AHF’s billboard campaign, with the provocative headline “Just a Prick,” features a close-up photo of someone getting a vaccine shot. The URL “www.freeMeningitisVAX.org” appears beneath the headline on the right side of the billboard.
Billboards are going up at Vine Street and Santa Monica Boulevard; Sunset Boulevard and Van Ness; Sunset and Cahuenga; and Hollywood Boulevard and Hillhurst Avenue.
Michael Weinstein, president of AHF, said when a public health problem is threatening to spread rapidly in the community, “you’ve got to land on it before it explodes.”
“And that’s why we are both having this public awareness campaign as well as asking people to be vaccinated,” he said.
Top health officials in the Southland have urged all gay and bisexual men to get vaccinated against meningitis, regardless of their risk profile.

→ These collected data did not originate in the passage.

use std::sync::Arc;

use axum::{
    extract::{Request, State},
    http::header,
    middleware::Next,
    response::Response,
};
use jsonwebtoken::{decode, DecodingKey, Validation};

use crate::models::{Error, TokenClaim};
use crate::AppState;

/// Verifies the bearer token and attaches the decoded claim to the request.
/// Presence and signature (plus expiry) are all that is checked; resource
/// ownership is decided by the handlers.
pub async fn auth_guard(
    State(state): State<Arc<AppState>>,
    mut req: Request,
    next: Next,
) -> Result<Response, Error> {
    let token = req
        .headers()
        .get(header::AUTHORIZATION)
        .and_then(|value| value.to_str().ok())
        .and_then(|value| value.strip_prefix("Bearer "))
        .ok_or_else(|| Error::auth("No token provided"))?;

    let claim = decode::<TokenClaim>(
        token,
        &DecodingKey::from_secret(state.config.jwt_secret.as_ref()),
        &Validation::default(),
    )
    .map_err(|_| Error::auth("Invalid token"))?
    .claims;

    req.extensions_mut().insert(claim);
    Ok(next.run(req).await)
}
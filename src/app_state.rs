use crate::config::Config;
use crate::repository::Repository;

pub struct AppState {
    pub repo: Repository,
    pub config: Config,
}
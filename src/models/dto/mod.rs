pub mod booking;
pub mod message;
pub mod service;
pub mod user;
pub use booking::*;
pub use message::Message;
pub use service::*;
pub use user::*;

use crate::availability::SlotStatus;
use crate::models::{BookingStatus, Role, Session, SessionUser};
use utoipa::{
    openapi::security::{Http, HttpAuthScheme, SecurityScheme},
    Modify, OpenApi,
};
#[derive(OpenApi)]
#[openapi(
    components(
        schemas(
            SignupInfo,
            LoginInfo,
            AuthResponse,
            SessionUser,
            Session,
            NewService,
            UpdateService,
            ServiceResponse,
            NewBooking,
            BookingResponse,
            SlotStatus,
            Role,
            BookingStatus,
            Message,
        ),
    ),
    modifiers(&SecurityAddon)
)]
/// Captures OpenAPI schemas and canned responses defined in the DTO module
pub struct OpenApiSchemas;

pub struct SecurityAddon;
impl Modify for SecurityAddon {
    fn modify(&self, openapi: &mut utoipa::openapi::OpenApi) {
        let components: &mut utoipa::openapi::Components = openapi.components.as_mut().unwrap(); // we can unwrap safely since there already is components registered.
        components.add_security_scheme(
            "bearerAuth",
            SecurityScheme::Http(Http::new(HttpAuthScheme::Bearer)),
        )
    }
}
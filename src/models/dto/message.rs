use serde::{Deserialize, Serialize};
use utoipa::ToSchema;

/// Generic `{ "message": ... }` payload used for acks and errors.
#[derive(Debug, Serialize, Deserialize, ToSchema)]
pub struct Message {
    pub message: String,
}

impl Message {
    pub fn new(message: &str) -> Self {
        Self {
            message: message.to_string(),
        }
    }
}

Nineteen cases of invasive meningococcal disease have been diagnosed in Los Angeles County this year, including six in Long Beach. Pasadena, which also has its own health department, has not seen any cases this year.
Given the total number of cases here and in other jurisdictions, the state has declared an outbreak.

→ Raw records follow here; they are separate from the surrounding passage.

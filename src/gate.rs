use crate::models::Role;

/// Client-facing views an actor can be steered to.
#[derive(Debug, Clone, Copy, PartialEq, Eq)]
pub enum View {
    Login,
    OwnerHome,
    UserDashboard,
}

impl View {
    pub fn path(&self) -> &'static str {
        match self {
            View::Login => "/login",
            View::OwnerHome => "/owner",
            View::UserDashboard => "/dashboard",
        }
    }

    fn home_of(role: Role) -> View {
        match role {
            Role::Owner => View::OwnerHome,
            Role::User => View::UserDashboard,
        }
    }
}

/// Outcome of the role gate. A mismatched role is steered to its own home
/// view, never hard-denied; the gate is advisory, not a security boundary.
#[derive(Debug, Clone, Copy, PartialEq, Eq)]
pub enum Access {
    Permit,
    RedirectTo(View),
}

/// Decides whether the current actor may use a route, given the role the
/// route requires (`None` means any authenticated actor).
pub fn route_access(actor: Option<Role>, required: Option<Role>) -> Access {
    let Some(role) = actor else {
        return Access::RedirectTo(View::Login);
    };
    match required {
        Some(required) if required != role => Access::RedirectTo(View::home_of(role)),
        _ => Access::Permit,
    }
}

#[cfg(test)]
mod tests {
    use super::*;

    #[test]
    fn unauthenticated_actor_goes_to_login() {
        assert_eq!(
            route_access(None, Some(Role::Owner)),
            Access::RedirectTo(View::Login)
        );
        assert_eq!(route_access(None, None), Access::RedirectTo(View::Login));
    }

    #[test]
    fn matching_role_is_permitted() {
        assert_eq!(
            route_access(Some(Role::Owner), Some(Role::Owner)),
            Access::Permit
        );
        assert_eq!(
            route_access(Some(Role::User), Some(Role::User)),
            Access::Permit
        );
    }

    #[test]
    fn any_role_passes_when_none_is_required() {
        assert_eq!(route_access(Some(Role::User), None), Access::Permit);
        assert_eq!(route_access(Some(Role::Owner), None), Access::Permit);
    }

    #[test]
    fn mismatched_role_is_steered_home_not_denied() {
        assert_eq!(
            route_access(Some(Role::User), Some(Role::Owner)),
            Access::RedirectTo(View::UserDashboard)
        );
        assert_eq!(
            route_access(Some(Role::Owner), Some(Role::User)),
            Access::RedirectTo(View::OwnerHome)
        );
    }

    #[test]
    fn view_paths_are_stable() {
        assert_eq!(View::Login.path(), "/login");
        assert_eq!(View::OwnerHome.path(), "/owner");
        assert_eq!(View::UserDashboard.path(), "/dashboard");
    }
}
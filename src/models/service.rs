use chrono::{DateTime, Utc};
use serde::{Deserialize, Serialize};

#[derive(Debug, Clone, Serialize, Deserialize)]
pub struct Service {
    pub id: String,
    pub owner_id: String,
    pub name: String,
    pub description: String,
    /// Duration in minutes, at least 1.
    pub duration: u32,
    pub price: f64,
    pub created_at: DateTime<Utc>,
    #[serde(skip_serializing_if = "Option::is_none")]
    pub updated_at: Option<DateTime<Utc>>,
}
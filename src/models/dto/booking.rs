use crate::models::{Booking, BookingStatus};
use serde::{Deserialize, Serialize};
use utoipa::ToSchema;

#[derive(Debug, Deserialize, ToSchema)]
pub struct NewBooking {
    pub service_id: String,
    /// Calendar date in `YYYY-MM-DD` form.
    #[schema(example = "2025-06-01")]
    pub date: String,
    #[schema(example = "10:00 AM")]
    pub time: String,
}

#[derive(Debug, Serialize, ToSchema)]
pub struct BookingResponse {
    pub id: String,
    pub service_id: String,
    pub user_id: String,
    pub user_name: String,
    pub user_email: String,
    pub date: String,
    pub time: String,
    pub status: BookingStatus,
    pub created_at: String,
}

impl From<Booking> for BookingResponse {
    fn from(booking: Booking) -> Self {
        Self {
            id: booking.id,
            service_id: booking.service_id,
            user_id: booking.user_id,
            user_name: booking.user_name,
            user_email: booking.user_email,
            date: booking.date.format("%Y-%m-%d").to_string(),
            time: booking.time,
            status: booking.status,
            created_at: booking.created_at.to_string(),
        }
    }
}
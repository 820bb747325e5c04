use axum::http::StatusCode;
use axum::response::IntoResponse;
use axum::response::Response;
use axum::Json;

use super::dto::Message;

#[derive(Debug)]
pub struct Error {
    pub code: StatusCode,
    pub body: Json<Message>,
}

impl Error {
    pub fn new(code: StatusCode, message: &str) -> Self {
        Self {
            code,
            body: Json(Message::new(message)),
        }
    }

    /// Missing or malformed request fields.
    pub fn validation(message: &str) -> Self {
        Self::new(StatusCode::BAD_REQUEST, message)
    }

    /// Referenced service/booking/user does not exist.
    pub fn not_found(message: &str) -> Self {
        Self::new(StatusCode::NOT_FOUND, message)
    }

    /// Slot or unique field already taken.
    pub fn conflict(message: &str) -> Self {
        Self::new(StatusCode::CONFLICT, message)
    }

    /// Missing or invalid token, or bad credentials.
    pub fn auth(message: &str) -> Self {
        Self::new(StatusCode::UNAUTHORIZED, message)
    }
}

impl IntoResponse for Error {
    fn into_response(self) -> Response {
        (self.code, self.body).into_response()
    }
}

impl From<(StatusCode, &str)> for Error {
    fn from((code, msg): (StatusCode, &str)) -> Self {
        Self::new(code, msg)
    }
}

impl From<jsonwebtoken::errors::Error> for Error {
    fn from(error: jsonwebtoken::errors::Error) -> Self {
        Self::new(StatusCode::UNAUTHORIZED, &error.to_string())
    }
}
use crate::models::{Role, User};
use serde::{Deserialize, Serialize};
use utoipa::ToSchema;

/// The public identity carried inside a session and in token responses.
/// Never includes the password.
#[derive(Debug, Clone, Serialize, Deserialize, ToSchema)]
pub struct SessionUser {
    pub id: String,
    pub name: String,
    pub email: String,
    pub role: Role,
}

impl From<&User> for SessionUser {
    fn from(user: &User) -> Self {
        Self {
            id: user.id.clone(),
            name: user.name.clone(),
            email: user.email.clone(),
            role: user.role,
        }
    }
}

/// The single persisted "who is currently acting" record.
#[derive(Debug, Clone, Serialize, Deserialize, ToSchema)]
pub struct Session {
    pub user: SessionUser,
    pub token: String,
}
fn player_auth() -> Arc<StaticAuth> {
    Arc::new(StaticAuth(Some(
        AccessToken::new("player-token".into()).unwrap(),
    )))
}

/// Gateway test double: per-base scripted outcomes consumed in order, plus a
/// log of every call for ordering assertions. Unscripted calls succeed.
#[derive(Default)]
struct ScriptedGateway {
    scripts: Mutex<HashMap<BaseId, VecDeque<Result<(), GatewayError>>>>,
    calls: Mutex<Vec<String>>,
    delay: Option<Duration>,
}

impl ScriptedGateway {
    fn new() -> Self {
        Self::default()
    }

    fn with_delay(delay: Duration) -> Self {
        Self {
            delay: Some(delay),
            ..Self::default()
        }
    }

    async fn script(&self, base_id: BaseId, outcomes: Vec<Result<(), GatewayError>>) {
        self.scripts
            .lock()
            .await
            .insert(base_id, outcomes.into());
    }

    async fn calls(&self) -> Vec<String> {
        self.calls.lock().await.clone()
    }

    async fn respond(&self, verb: &str, base_id: &BaseId) -> Result<(), GatewayError> {
        if let Some(delay) = self.delay {
            tokio::time::sleep(delay).await;
        }
        self.calls.lock().await.push(format!("{verb}:{base_id}"));
        let mut scripts = self.scripts.lock().await;
        match scripts.get_mut(base_id).and_then(|q| q.pop_front()) {
            Some(outcome) => outcome,
            None => Ok(()),
        }
    }
}

#[async_trait]
impl RemoteGateway for ScriptedGateway {
    async fn check_in(
        &self,
        _game_id: &GameId,
        base_id: &BaseId,
        _token: &AccessToken,
    ) -> Result<CheckInConfirmation, GatewayError> {
        self.respond("check_in", base_id).await?;
        Ok(CheckInConfirmation {
            check_in_id: Uuid::new_v4().to_string(),
        })
    }

    async fn submit_answer(
        &self,
        _game_id: &GameId,
        base_id: &BaseId,
        _challenge_id: &ChallengeId,
        _answer: &str,
        _idempotency_key: &ActionId,
        _token: &AccessToken,
    ) -> Result<SubmissionConfirmation, GatewayError> {
        self.respond("submit_answer", base_id).await?;
        Ok(SubmissionConfirmation {
            submission_id: Uuid::new_v4().to_string(),
        })
    }

    async fn submit_photo(
        &self,
        _game_id: &GameId,
        base_id: &BaseId,
        _challenge_id: &ChallengeId,
        _bytes: Vec<u8>,
        _notes: Option<&str>,
        _idempotency_key: &ActionId,
        _token: &AccessToken,
    ) -> Result<SubmissionConfirmation, GatewayError> {
        self.respond("submit_photo", base_id).await?;
        Ok(SubmissionConfirmation {
            submission_id: Uuid::new_v4().to_string(),
        })
    }
}

struct Harness {
    store: Arc<SqlitePendingActionStore>,
    queue: ActionQueue,
    engine: Arc<SyncEngine>,
    gateway: Arc<ScriptedGateway>,
}

async fn harness_with(gateway: ScriptedGateway, config: SyncConfig) -> Harness {
    let store = Arc::new(SqlitePendingActionStore::in_memory().await.unwrap());
    let progress = Arc::new(MemoryProgressCache::new());
    let gateway = Arc::new(gateway);
    let queue = ActionQueue::new(store.clone(), progress);
    let engine = Arc::new(SyncEngine::new(
        store.clone(),
        gateway.clone(),
        player_auth(),
        Arc::new(FsMediaSource::new()),
        config,
    ));
    Harness {
        store,
        queue,
        engine,
        gateway,
    }
}

async fn harness() -> Harness {
    harness_with(ScriptedGateway::new(), test_config()).await
}

fn network_err() -> Result<(), GatewayError> {
    Err(GatewayError::Network("connection reset".into()))
}

fn completed(outcome: DrainOutcome) -> pointfinder_sync::DrainSummary {
    match outcome {
        DrainOutcome::Completed(summary) => summary,
        DrainOutcome::AlreadyDraining => panic!("drain was unexpectedly coalesced"),
    }
}

#[tokio::test]
async fn enqueue_check_in_is_idempotent_per_base() {
    let h = harness().await;
    let (game_id, base_id) = (game(), base());

    let first = h.queue.enqueue_check_in(game_id, base_id).await.unwrap();
    let second = h.queue.enqueue_check_in(game_id, base_id).await.unwrap();

    assert!(first.is_some());
    assert!(second.is_none());
    assert_eq!(h.queue.pending_count().await.unwrap(), 1);
}

#[tokio::test]
async fn drain_attempts_check_ins_before_older_submissions() {
    let h = harness().await;
    let game_id = game();
    let (sub_base, check_base) = (base(), base());

    // The submission is older than the check-in; kind rank must still win.
    let mut submission =
        PendingAction::text_submission(game_id, sub_base, challenge(), "ans".into());
    submission.created_at = Utc::now() - ChronoDuration::minutes(5);
    h.store.enqueue(submission).await.unwrap();
    h.store
        .enqueue(PendingAction::check_in(game_id, check_base))
        .await
        .unwrap();

    completed(h.engine.drain().await);

    let calls = h.gateway.calls().await;
    assert_eq!(
        calls,
        vec![
            format!("check_in:{check_base}"),
            format!("submit_answer:{sub_base}"),
        ]
    );
}

#[tokio::test]
async fn five_network_failures_drop_the_action() {
    let h = harness().await;
    let (game_id, base_id) = (game(), base());
    h.gateway
        .script(base_id, (0..5).map(|_| network_err()).collect())
        .await;
    h.queue.enqueue_check_in(game_id, base_id).await.unwrap();

    for attempt in 1..=4u32 {
        let summary = completed(h.engine.drain().await);
        assert_eq!(summary.retried, 1, "attempt {attempt} should retry");
        let action = &h.store.all().await.unwrap()[0];
        assert_eq!(action.retry_count, attempt);
    }

    // Fifth failure exhausts the budget and removes the action.
    let summary = completed(h.engine.drain().await);
    assert_eq!(summary.dropped.len(), 1);
    assert!(summary.dropped[0].reason.contains("network failures"));
    assert!(h.store.all().await.unwrap().is_empty());
}

#[tokio::test]
async fn server_rejection_drops_without_spending_retry_budget() {
    let h = harness().await;
    let (game_id, base_id) = (game(), base());
    h.gateway
        .script(
            base_id,
            vec![Err(GatewayError::ServerRejected {
                status: 422,
                body: "unknown challenge".into(),
            })],
        )
        .await;
    h.queue
        .enqueue_submission(game_id, base_id, challenge(), "ans".into())
        .await
        .unwrap();

    let summary = completed(h.engine.drain().await);

    assert_eq!(summary.dropped.len(), 1);
    assert!(summary.dropped[0].reason.contains("422"));
    assert!(h.store.all().await.unwrap().is_empty());
    // Exactly one attempt: the retry budget was never touched.
    assert_eq!(h.gateway.calls().await.len(), 1);
}

#[tokio::test]
async fn auth_expiry_pauses_the_batch_without_mutating_survivors() {
    let h = harness().await;
    let game_id = game();
    let bases = [base(), base(), base()];

    for (i, base_id) in bases.iter().enumerate() {
        let mut action = PendingAction::check_in(game_id, *base_id);
        action.created_at = Utc::now() + ChronoDuration::milliseconds(i as i64);
        h.store.enqueue(action).await.unwrap();
    }
    h.gateway
        .script(bases[1], vec![Err(GatewayError::AuthExpired)])
        .await;

    let summary = completed(h.engine.drain().await);

    assert!(summary.auth_expired);
    assert_eq!(summary.synced, 1);
    // Action 1 succeeded and is gone; actions 2 and 3 are untouched.
    let remaining = h.store.all().await.unwrap();
    assert_eq!(remaining.len(), 2);
    assert!(remaining.iter().all(|a| a.retry_count == 0));
    assert!(remaining.iter().all(|a| a.status == ActionStatus::Queued));
    // The third action was never attempted.
    assert_eq!(h.gateway.calls().await.len(), 2);
    assert_eq!(
        h.engine.last_error().await.as_deref(),
        Some("authentication expired, sync paused")
    );
}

Previously, health officials had recommended vaccination for gay and bisexual men “who regularly have close or intimate contact with multiple partners or who seek partners through digital applications, particularly those who share cigarettes/marijuana or use illegal drugs.”
Meningitis vaccinations are also recommended for all HIV-infected people.

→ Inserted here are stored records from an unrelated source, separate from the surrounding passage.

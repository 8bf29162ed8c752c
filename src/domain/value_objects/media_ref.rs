use serde::{Deserialize, Serialize};
use std::path::PathBuf;

/// Reference to locally-held media bytes attached to a submission. The queue
/// stores the reference, never the bytes, so a process restart can invalidate
/// it; resolution happens through the `MediaSource` port at sync time.
#[derive(Debug, Clone, PartialEq, Eq, Serialize, Deserialize)]
pub struct MediaRef {
    pub content_type: String,
    pub size_bytes: i64,
    #[serde(skip_serializing_if = "Option::is_none")]
    pub file_name: Option<String>,
    /// App-private copy made at selection time, deleted once the action is
    /// removed from the queue.
    #[serde(skip_serializing_if = "Option::is_none")]
    pub local_path: Option<PathBuf>,
    /// Path the user originally picked the file from. May disappear at any
    /// time (external storage, photo library churn).
    #[serde(skip_serializing_if = "Option::is_none")]
    pub source_path: Option<PathBuf>,
}

impl MediaRef {
    pub fn new(content_type: String, size_bytes: i64) -> Self {
        Self {
            content_type,
            size_bytes,
            file_name: None,
            local_path: None,
            source_path: None,
        }
    }

    pub fn with_file_name(mut self, file_name: String) -> Self {
        self.file_name = Some(file_name);
        self
    }

    pub fn with_local_path(mut self, path: PathBuf) -> Self {
        self.local_path = Some(path);
        self
    }

    pub fn with_source_path(mut self, path: PathBuf) -> Self {
        self.source_path = Some(path);
        self
    }
}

Free vaccinations are available at public health clinics for those at high risk, regardless of health insurance status.
AHF will offer free meningitis vaccines at all four of its Southern California AHF Wellness Centers (Hollywood, Long Beach, San Fernando Valley and West Adams) as well as at three AHF Pharmacy sites (Long Beach, Sunset Blvd. and West Hollywood). It will also offer the vaccine at the Clinica Bienestar in East Los Angeles.
Health officials said people can also help prevent the spread of the disease by not sharing drinks, utensils, food, toothbrushes, cigarettes, cigars or pipes; and not having multiple kissing partners.
Meningococcal diseases is a rare, but serious disease. The illness that most people are familiar with is meningitis. It can start with flu-like symptoms, then progress to high fever, headache, stiff neck, confusion and rash. People who experience these symptoms should seek medical care immediately.
The disease is fatal in about one in 10 patients.